→ WORK ITEM
Output the whole listing again, exactly as it reads.

→ GIVEN DATA
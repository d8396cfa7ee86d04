//! Streaming writer for TRE archives

use binrw::{io::NoSeek, BinWrite};
use bon::Builder;
use byteorder::WriteBytesExt;
use gamearc_engine::error::Result;
use md5::{Digest, Md5};
use std::io::{self, Write};
use tracing::{instrument, Level};

use crate::{binrw_error, to_u32};
use crate::tre::compression::{CompressionMethod, TreBlockWriter};
use crate::tre::types::{TreHeader, TreRecord, HEADER_SIZE};

const CRC: crc::Crc<u32> = crc::Crc::<u32>::new(&crc::CRC_32_BZIP2);

/// How the record and name blocks of a new archive are stored
#[derive(Debug, Clone, Copy, Default, PartialEq, Eq, Builder)]
pub struct TreOptions {
    /// Storage of the record block, zlib unless asked otherwise
    #[builder(default)]
    pub record_compression: CompressionMethod,

    /// Storage of the name block, zlib unless asked otherwise
    #[builder(default)]
    pub name_compression: CompressionMethod,
}

/// Builds a TRE archive in memory and emits it to `inner` once finished.
///
/// Payloads, records, names and hashes are buffered separately because the header, which
/// comes first, records the sizes of all of them.
///
/// Nothing reaches `inner` before [`TreWriter::finish`], so the whole archive is held in
/// memory while it is built. Packing a large tree needs about as much memory as the
/// archive it produces.
///
/// ```
/// # fn doit() -> gamearc_engine::error::Result<()>
/// # {
/// use std::io::Write;
/// use gamearc_formats::tre::{CompressionMethod, TreOptions, TreWriter};
///
/// let mut tre = TreWriter::new(Vec::new(), TreOptions::builder()
///            .name_compression(CompressionMethod::None)
///            .record_compression(CompressionMethod::None)
///            .build());
///
/// tre.start_file("hello_world.txt", CompressionMethod::None)?;
/// tre.write_all(b"Hello, World!")?;
///
/// let bytes = tre.finish()?;
/// assert_eq!(&bytes[..8], b"EERT5000");
///
/// # Ok(())
/// # }
/// # doit().unwrap();
/// ```
pub struct TreWriter<W: Write> {
    inner: W,
    record_block: TreBlockWriter,
    payload_block: Vec<u8>,
    name_block: TreBlockWriter,
    hash_block: Vec<u8>,
    open_payload: Option<TreBlockWriter>,
    name_offset: u32,
    header: TreHeader,
    record: TreRecord,
}

impl<W: Write> TreWriter<W> {
    /// Create an empty archive. Call [`TreWriter::start_file`] before writing any bytes.
    pub fn new(inner: W, options: TreOptions) -> TreWriter<W> {
        TreWriter {
            inner,
            record_block: TreBlockWriter::new(options.record_compression),
            payload_block: Vec::new(),
            name_block: TreBlockWriter::new(options.name_compression),
            hash_block: Vec::new(),
            open_payload: None,
            name_offset: 0,
            header: TreHeader {
                record_method: options.record_compression.into(),
                name_method: options.name_compression.into(),
                ..Default::default()
            },
            record: TreRecord::default(),
        }
    }

    /// Whether [`Write`] calls currently go to a payload
    pub const fn is_writing_file(&self) -> bool {
        self.open_payload.is_some()
    }

    /// Start a new file with the requested compression.
    ///
    /// Bytes written afterwards are compressed with `compression` until the next file starts.
    #[instrument(skip(self), err)]
    pub fn start_file(&mut self, name: &str, compression: CompressionMethod) -> Result<()> {
        self.begin_record(name, compression)?;
        self.open_payload = Some(TreBlockWriter::new(compression));
        Ok(())
    }

    /// Add a file whose payload is already stored as `compression` expects.
    ///
    /// `stored` is copied byte for byte; `uncompressed` is the size it expands to.
    #[instrument(skip(self, stored), fields(size = stored.len()), err)]
    pub fn add_raw_file(
        &mut self,
        name: &str,
        compression: CompressionMethod,
        stored: &[u8],
        uncompressed: u64,
    ) -> Result<()> {
        self.begin_record(name, compression)?;
        self.commit_record(stored, uncompressed)
    }

    fn begin_record(&mut self, name: &str, compression: CompressionMethod) -> Result<()> {
        self.close_payload()?;

        self.header.record_count += 1;
        self.name_block.write_all(name.as_bytes())?;
        self.name_block.write_u8(0)?;

        self.record.method = compression.into();
        self.record.name_crc = CRC.checksum(name.as_bytes());

        self.record.offset = to_u32(HEADER_SIZE + self.payload_block.len() as u64)?;
        self.record.name_offset = self.name_offset;

        self.name_offset = to_u32(self.name_block.total_in())?;

        Ok(())
    }

    fn close_payload(&mut self) -> Result<()> {
        let Some(payload) = self.open_payload.take() else {
            return Ok(());
        };

        let expanded = payload.total_in();
        let stored = payload.finalize()?;
        self.commit_record(&stored, expanded)
    }

    fn commit_record(&mut self, stored: &[u8], uncompressed: u64) -> Result<()> {
        self.record.expanded_size = to_u32(uncompressed)?;
        self.record.stored_size = to_u32(stored.len() as u64)?;

        self.record
            .write(&mut NoSeek::new(&mut self.record_block))
            .map_err(|e| binrw_error("tre", e))?;

        self.payload_block.extend_from_slice(stored);

        let mut hasher = Md5::new();
        hasher.update(stored);
        self.hash_block.extend_from_slice(&hasher.finalize());

        Ok(())
    }

    /// Close the open payload, emit the whole archive and hand back the destination.
    #[instrument(skip(self), err)]
    pub fn finish(mut self) -> Result<W> {
        self.close_payload()?;

        self.header.record_offset = to_u32(HEADER_SIZE + self.payload_block.len() as u64)?;

        let record_block = self.record_block.finalize()?;
        self.header.record_block_size = to_u32(record_block.len() as u64)?;

        self.header.name_block_expanded = to_u32(self.name_block.total_in())?;
        let name_block = self.name_block.finalize()?;
        self.header.name_block_size = to_u32(name_block.len() as u64)?;

        self.header
            .write(&mut NoSeek::new(&mut self.inner))
            .map_err(|e| binrw_error("tre", e))?;
        self.inner.write_all(&self.payload_block)?;
        self.inner.write_all(&record_block)?;
        self.inner.write_all(&name_block)?;
        self.inner.write_all(&self.hash_block)?;

        Ok(self.inner)
    }
}

impl<W: Write> Write for TreWriter<W> {
    #[instrument(skip_all, err, ret(level = Level::TRACE), fields(size=buf.len()) )]
    fn write(&mut self, buf: &[u8]) -> io::Result<usize> {
        match self.open_payload.as_mut() {
            Some(block) => block.write(buf),
            None => Err(io::Error::new(
                io::ErrorKind::Other,
                "start_file must be called before writing",
            )),
        }
    }

    fn flush(&mut self) -> io::Result<()> {
        self.inner.flush()
    }
}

→ SOLUTION BELOW
repository d8396cfa7ee86d04
//! Streaming writer for TRE archives

use binrw::{io::NoSeek, BinWrite};
use bon::Builder;
use byteorder::WriteBytesExt;
use gamearc_engine::error::Result;
use md5::{Digest, Md5};
use std::io::{self, Write};
use tracing::{instrument, Level};

use crate::{binrw_error, to_u32};
use crate::tre::compression::{CompressionMethod, TreBlockWriter};
use crate::tre::types::{TreHeader, TreRecord, HEADER_SIZE};

const CRC: crc::Crc<u32> = crc::Crc::<u32>::new(&crc::CRC_32_BZIP2);

/// How the record and name blocks of a new archive are stored
#[derive(Debug, Clone, Copy, Default, PartialEq, Eq, Builder)]
pub struct TreOptions {
    /// Storage of the record block, zlib unless asked otherwise
    #[builder(default)]
    pub record_compression: CompressionMethod,

    /// Storage of the name block, zlib unless asked otherwise
    #[builder(default)]
    pub name_compression: CompressionMethod,
}

/// Builds a TRE archive in memory and emits it to `inner` once finished.
///
/// Payloads, records, names and hashes are buffered separately because the header, which
/// comes first, records the sizes of all of them.
///
/// Nothing reaches `inner` before [`TreWriter::finish`], so the whole archive is held in
/// memory while it is built. Packing a large tree needs about as much memory as the
/// archive it produces.
///
/// ```
/// # fn doit() -> gamearc_engine::error::Result<()>
/// # {
/// use std::io::Write;
/// use gamearc_formats::tre::{CompressionMethod, TreOptions, TreWriter};
///
/// let mut tre = TreWriter::new(Vec::new(), TreOptions::builder()
///            .name_compression(CompressionMethod::None)
///            .record_compression(CompressionMethod::None)
///            .build());
///
/// tre.start_file("hello_world.txt", CompressionMethod::None)?;
/// tre.write_all(b"Hello, World!")?;
///
/// let bytes = tre.finish()?;
/// assert_eq!(&bytes[..8], b"EERT5000");
///
/// # Ok(())
/// # }
/// # doit().unwrap();
/// ```
pub struct TreWriter<W: Write> {
    inner: W,
    record_block: TreBlockWriter,
    payload_block: Vec<u8>,
    name_block: TreBlockWriter,
    hash_block: Vec<u8>,
    open_payload: Option<TreBlockWriter>,
    name_offset: u32,
    header: TreHeader,
    record: TreRecord,
}

impl<W: Write> TreWriter<W> {
    /// Create an empty archive. Call [`TreWriter::start_file`] before writing any bytes.
    pub fn new(inner: W, options: TreOptions) -> TreWriter<W> {
        TreWriter {
            inner,
            record_block: TreBlockWriter::new(options.record_compression),
            payload_block: Vec::new(),
            name_block: TreBlockWriter::new(options.name_compression),
            hash_block: Vec::new(),
            open_payload: None,
            name_offset: 0,
            header: TreHeader {
                record_method: options.record_compression.into(),
                name_method: options.name_compression.into(),
                ..Default::default()
            },
            record: TreRecord::default(),
        }
    }

    /// Whether [`Write`] calls currently go to a payload
    pub const fn is_writing_file(&self) -> bool {
        self.open_payload.is_some()
    }

    /// Start a new file with the requested compression.
    ///
    /// Bytes written afterwards are compressed with `compression` until the next file starts.
    #[instrument(skip(self), err)]
    pub fn start_file(&mut self, name: &str, compression: CompressionMethod) -> Result<()> {
        self.begin_record(name, compression)?;
        self.open_payload = Some(TreBlockWriter::new(compression));
        Ok(())
    }

    /// Add a file whose payload is already stored as `compression` expects.
    ///
    /// `stored` is copied byte for byte; `uncompressed` is the size it expands to.
    #[instrument(skip(self, stored), fields(size = stored.len()), err)]
    pub fn add_raw_file(
        &mut self,
        name: &str,
        compression: CompressionMethod,
        stored: &[u8],
        uncompressed: u64,
    ) -> Result<()> {
        self.begin_record(name, compression)?;
        self.commit_record(stored, uncompressed)
    }

    fn begin_record(&mut self, name: &str, compression: CompressionMethod) -> Result<()> {
        self.close_payload()?;

        self.header.record_count += 1;
        self.name_block.write_all(name.as_bytes())?;
        self.name_block.write_u8(0)?;

        self.record.method = compression.into();
        self.record.name_crc = CRC.checksum(name.as_bytes());

        self.record.offset = to_u32(HEADER_SIZE + self.payload_block.len() as u64)?;
        self.record.name_offset = self.name_offset;

        self.name_offset = to_u32(self.name_block.total_in())?;

        Ok(())
    }

    fn close_payload(&mut self) -> Result<()> {
        let Some(payload) = self.open_payload.take() else {
            return Ok(());
        };

        let expanded = payload.total_in();
        let stored = payload.finalize()?;
        self.commit_record(&stored, expanded)
    }

    fn commit_record(&mut self, stored: &[u8], uncompressed: u64) -> Result<()> {
        self.record.expanded_size = to_u32(uncompressed)?;
        self.record.stored_size = to_u32(stored.len() as u64)?;

        self.record
            .write(&mut NoSeek::new(&mut self.record_block))
            .map_err(|e| binrw_error("tre", e))?;

        self.payload_block.extend_from_slice(stored);

        let mut hasher = Md5::new();
        hasher.update(stored);
        self.hash_block.extend_from_slice(&hasher.finalize());

        Ok(())
    }

    /// Close the open payload, emit the whole archive and hand back the destination.
    #[instrument(skip(self), err)]
    pub fn finish(mut self) -> Result<W> {
        self.close_payload()?;

        self.header.record_offset = to_u32(HEADER_SIZE + self.payload_block.len() as u64)?;

        let record_block = self.record_block.finalize()?;
        self.header.record_block_size = to_u32(record_block.len() as u64)?;

        self.header.name_block_expanded = to_u32(self.name_block.total_in())?;
        let name_block = self.name_block.finalize()?;
        self.header.name_block_size = to_u32(name_block.len() as u64)?;

        self.header
            .write(&mut NoSeek::new(&mut self.inner))
            .map_err(|e| binrw_error("tre", e))?;
        self.inner.write_all(&self.payload_block)?;
        self.inner.write_all(&record_block)?;
        self.inner.write_all(&name_block)?;
        self.inner.write_all(&self.hash_block)?;

        Ok(self.inner)
    }
}

impl<W: Write> Write for TreWriter<W> {
    #[instrument(skip_all, err, ret(level = Level::TRACE), fields(size=buf.len()) )]
    fn write(&mut self, buf: &[u8]) -> io::Result<usize> {
        match self.open_payload.as_mut() {
            Some(block) => block.write(buf),
            None => Err(io::Error::new(
                io::ErrorKind::Other,
                "start_file must be called before writing",
            )),
        }
    }

    fn flush(&mut self) -> io::Result<()> {
        self.inner.flush()
    }
}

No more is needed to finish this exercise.